[Work order]:
Scan the entries below. List each line with "TaskRepo".

(Stored data entries)
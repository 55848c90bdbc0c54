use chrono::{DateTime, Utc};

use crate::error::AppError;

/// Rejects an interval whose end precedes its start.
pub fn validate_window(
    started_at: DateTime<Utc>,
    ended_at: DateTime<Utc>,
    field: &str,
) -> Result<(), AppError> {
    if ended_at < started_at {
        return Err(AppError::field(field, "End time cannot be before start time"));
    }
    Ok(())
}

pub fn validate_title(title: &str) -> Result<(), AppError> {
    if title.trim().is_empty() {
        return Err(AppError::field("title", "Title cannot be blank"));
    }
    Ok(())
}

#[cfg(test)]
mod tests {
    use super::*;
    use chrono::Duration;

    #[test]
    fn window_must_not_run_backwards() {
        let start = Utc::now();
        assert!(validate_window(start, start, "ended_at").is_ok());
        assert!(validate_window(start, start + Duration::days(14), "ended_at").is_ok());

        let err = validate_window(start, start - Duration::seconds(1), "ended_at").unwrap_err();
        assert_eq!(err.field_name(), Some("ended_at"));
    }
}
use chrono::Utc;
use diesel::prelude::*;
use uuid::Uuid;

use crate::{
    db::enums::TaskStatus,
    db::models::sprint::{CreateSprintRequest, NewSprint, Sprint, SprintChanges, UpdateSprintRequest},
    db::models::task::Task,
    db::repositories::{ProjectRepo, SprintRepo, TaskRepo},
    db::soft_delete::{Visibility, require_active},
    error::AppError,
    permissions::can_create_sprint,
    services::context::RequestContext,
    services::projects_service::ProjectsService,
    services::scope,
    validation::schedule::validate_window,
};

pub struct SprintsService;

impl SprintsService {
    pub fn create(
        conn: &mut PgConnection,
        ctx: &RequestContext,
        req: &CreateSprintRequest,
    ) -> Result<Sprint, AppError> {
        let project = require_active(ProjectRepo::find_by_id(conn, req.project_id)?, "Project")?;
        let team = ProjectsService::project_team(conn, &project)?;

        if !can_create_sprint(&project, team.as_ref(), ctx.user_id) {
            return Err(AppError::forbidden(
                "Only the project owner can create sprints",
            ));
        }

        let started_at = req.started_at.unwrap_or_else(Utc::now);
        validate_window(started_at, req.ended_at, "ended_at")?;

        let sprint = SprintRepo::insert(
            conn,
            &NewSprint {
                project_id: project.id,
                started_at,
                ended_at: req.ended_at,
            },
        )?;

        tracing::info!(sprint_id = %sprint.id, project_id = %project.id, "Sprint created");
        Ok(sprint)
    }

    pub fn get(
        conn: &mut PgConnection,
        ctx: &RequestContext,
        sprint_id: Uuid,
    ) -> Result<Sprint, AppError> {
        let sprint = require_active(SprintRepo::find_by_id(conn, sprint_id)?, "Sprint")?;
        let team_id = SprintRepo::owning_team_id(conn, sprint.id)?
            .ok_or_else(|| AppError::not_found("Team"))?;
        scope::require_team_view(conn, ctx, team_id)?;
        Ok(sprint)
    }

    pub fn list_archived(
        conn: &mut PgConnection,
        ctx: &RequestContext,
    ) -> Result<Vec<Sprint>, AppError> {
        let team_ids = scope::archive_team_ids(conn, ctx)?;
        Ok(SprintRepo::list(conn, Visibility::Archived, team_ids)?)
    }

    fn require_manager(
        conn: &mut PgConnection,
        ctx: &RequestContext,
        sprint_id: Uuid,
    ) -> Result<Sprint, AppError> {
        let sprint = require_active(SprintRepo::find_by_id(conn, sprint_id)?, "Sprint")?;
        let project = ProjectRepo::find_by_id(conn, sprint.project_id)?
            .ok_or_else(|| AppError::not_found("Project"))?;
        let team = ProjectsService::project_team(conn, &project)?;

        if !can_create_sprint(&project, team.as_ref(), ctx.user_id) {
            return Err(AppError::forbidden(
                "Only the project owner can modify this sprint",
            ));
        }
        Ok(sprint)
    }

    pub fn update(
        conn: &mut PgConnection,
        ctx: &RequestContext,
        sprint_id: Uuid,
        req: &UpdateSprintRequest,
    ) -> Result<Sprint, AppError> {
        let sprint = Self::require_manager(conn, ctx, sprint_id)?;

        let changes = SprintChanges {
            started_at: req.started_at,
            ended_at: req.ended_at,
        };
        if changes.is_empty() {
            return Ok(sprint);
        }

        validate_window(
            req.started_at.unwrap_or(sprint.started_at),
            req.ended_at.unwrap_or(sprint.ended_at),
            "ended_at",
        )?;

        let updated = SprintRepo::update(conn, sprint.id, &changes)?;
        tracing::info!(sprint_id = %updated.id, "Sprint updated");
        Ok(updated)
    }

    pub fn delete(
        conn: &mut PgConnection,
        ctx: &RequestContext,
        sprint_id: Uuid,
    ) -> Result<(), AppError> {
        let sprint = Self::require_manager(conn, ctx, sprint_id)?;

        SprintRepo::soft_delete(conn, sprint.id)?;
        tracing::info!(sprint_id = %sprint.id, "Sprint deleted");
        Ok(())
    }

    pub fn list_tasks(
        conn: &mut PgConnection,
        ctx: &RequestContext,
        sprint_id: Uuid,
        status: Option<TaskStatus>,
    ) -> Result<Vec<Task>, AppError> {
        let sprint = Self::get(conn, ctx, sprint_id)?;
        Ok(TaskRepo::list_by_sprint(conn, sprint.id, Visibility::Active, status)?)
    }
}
...
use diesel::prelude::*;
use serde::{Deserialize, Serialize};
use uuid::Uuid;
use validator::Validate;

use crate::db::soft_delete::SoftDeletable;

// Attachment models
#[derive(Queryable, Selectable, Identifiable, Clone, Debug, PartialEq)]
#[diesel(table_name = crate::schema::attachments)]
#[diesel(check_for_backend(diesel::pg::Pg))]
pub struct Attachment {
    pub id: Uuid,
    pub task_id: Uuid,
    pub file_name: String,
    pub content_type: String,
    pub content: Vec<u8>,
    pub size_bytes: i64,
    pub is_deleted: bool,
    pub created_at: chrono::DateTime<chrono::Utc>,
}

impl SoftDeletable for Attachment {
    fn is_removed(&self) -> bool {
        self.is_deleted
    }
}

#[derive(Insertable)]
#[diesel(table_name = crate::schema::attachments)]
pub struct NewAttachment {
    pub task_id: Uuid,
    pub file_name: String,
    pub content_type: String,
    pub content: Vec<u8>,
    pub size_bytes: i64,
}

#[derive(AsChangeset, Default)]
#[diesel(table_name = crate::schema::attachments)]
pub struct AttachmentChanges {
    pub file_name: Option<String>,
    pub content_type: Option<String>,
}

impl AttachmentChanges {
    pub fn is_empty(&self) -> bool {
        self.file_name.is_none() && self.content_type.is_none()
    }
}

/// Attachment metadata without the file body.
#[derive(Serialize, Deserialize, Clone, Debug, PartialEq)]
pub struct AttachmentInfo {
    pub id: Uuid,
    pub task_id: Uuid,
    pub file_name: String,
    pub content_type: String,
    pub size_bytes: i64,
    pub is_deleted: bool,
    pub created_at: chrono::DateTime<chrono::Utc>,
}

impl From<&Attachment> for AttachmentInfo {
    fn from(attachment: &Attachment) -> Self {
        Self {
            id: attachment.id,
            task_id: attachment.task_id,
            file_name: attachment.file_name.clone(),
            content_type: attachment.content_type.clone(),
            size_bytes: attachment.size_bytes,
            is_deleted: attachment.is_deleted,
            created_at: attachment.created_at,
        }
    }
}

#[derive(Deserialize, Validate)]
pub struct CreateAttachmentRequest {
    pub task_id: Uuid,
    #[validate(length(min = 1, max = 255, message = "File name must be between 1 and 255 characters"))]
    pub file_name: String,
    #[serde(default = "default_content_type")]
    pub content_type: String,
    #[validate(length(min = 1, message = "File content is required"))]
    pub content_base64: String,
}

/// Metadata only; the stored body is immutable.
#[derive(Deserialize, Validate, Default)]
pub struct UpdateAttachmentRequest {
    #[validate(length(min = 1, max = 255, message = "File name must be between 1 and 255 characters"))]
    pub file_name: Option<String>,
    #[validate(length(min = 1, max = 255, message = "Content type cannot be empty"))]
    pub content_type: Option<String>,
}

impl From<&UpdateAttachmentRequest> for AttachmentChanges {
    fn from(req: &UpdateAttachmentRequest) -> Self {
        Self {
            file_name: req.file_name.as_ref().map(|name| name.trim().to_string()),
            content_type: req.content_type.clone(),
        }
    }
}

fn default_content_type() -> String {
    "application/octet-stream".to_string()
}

[Result for this task]:
    db::repositories::{ProjectRepo, SprintRepo, TaskRepo},
        Ok(TaskRepo::list_by_sprint(conn, sprint.id, Visibility::Active, status)?)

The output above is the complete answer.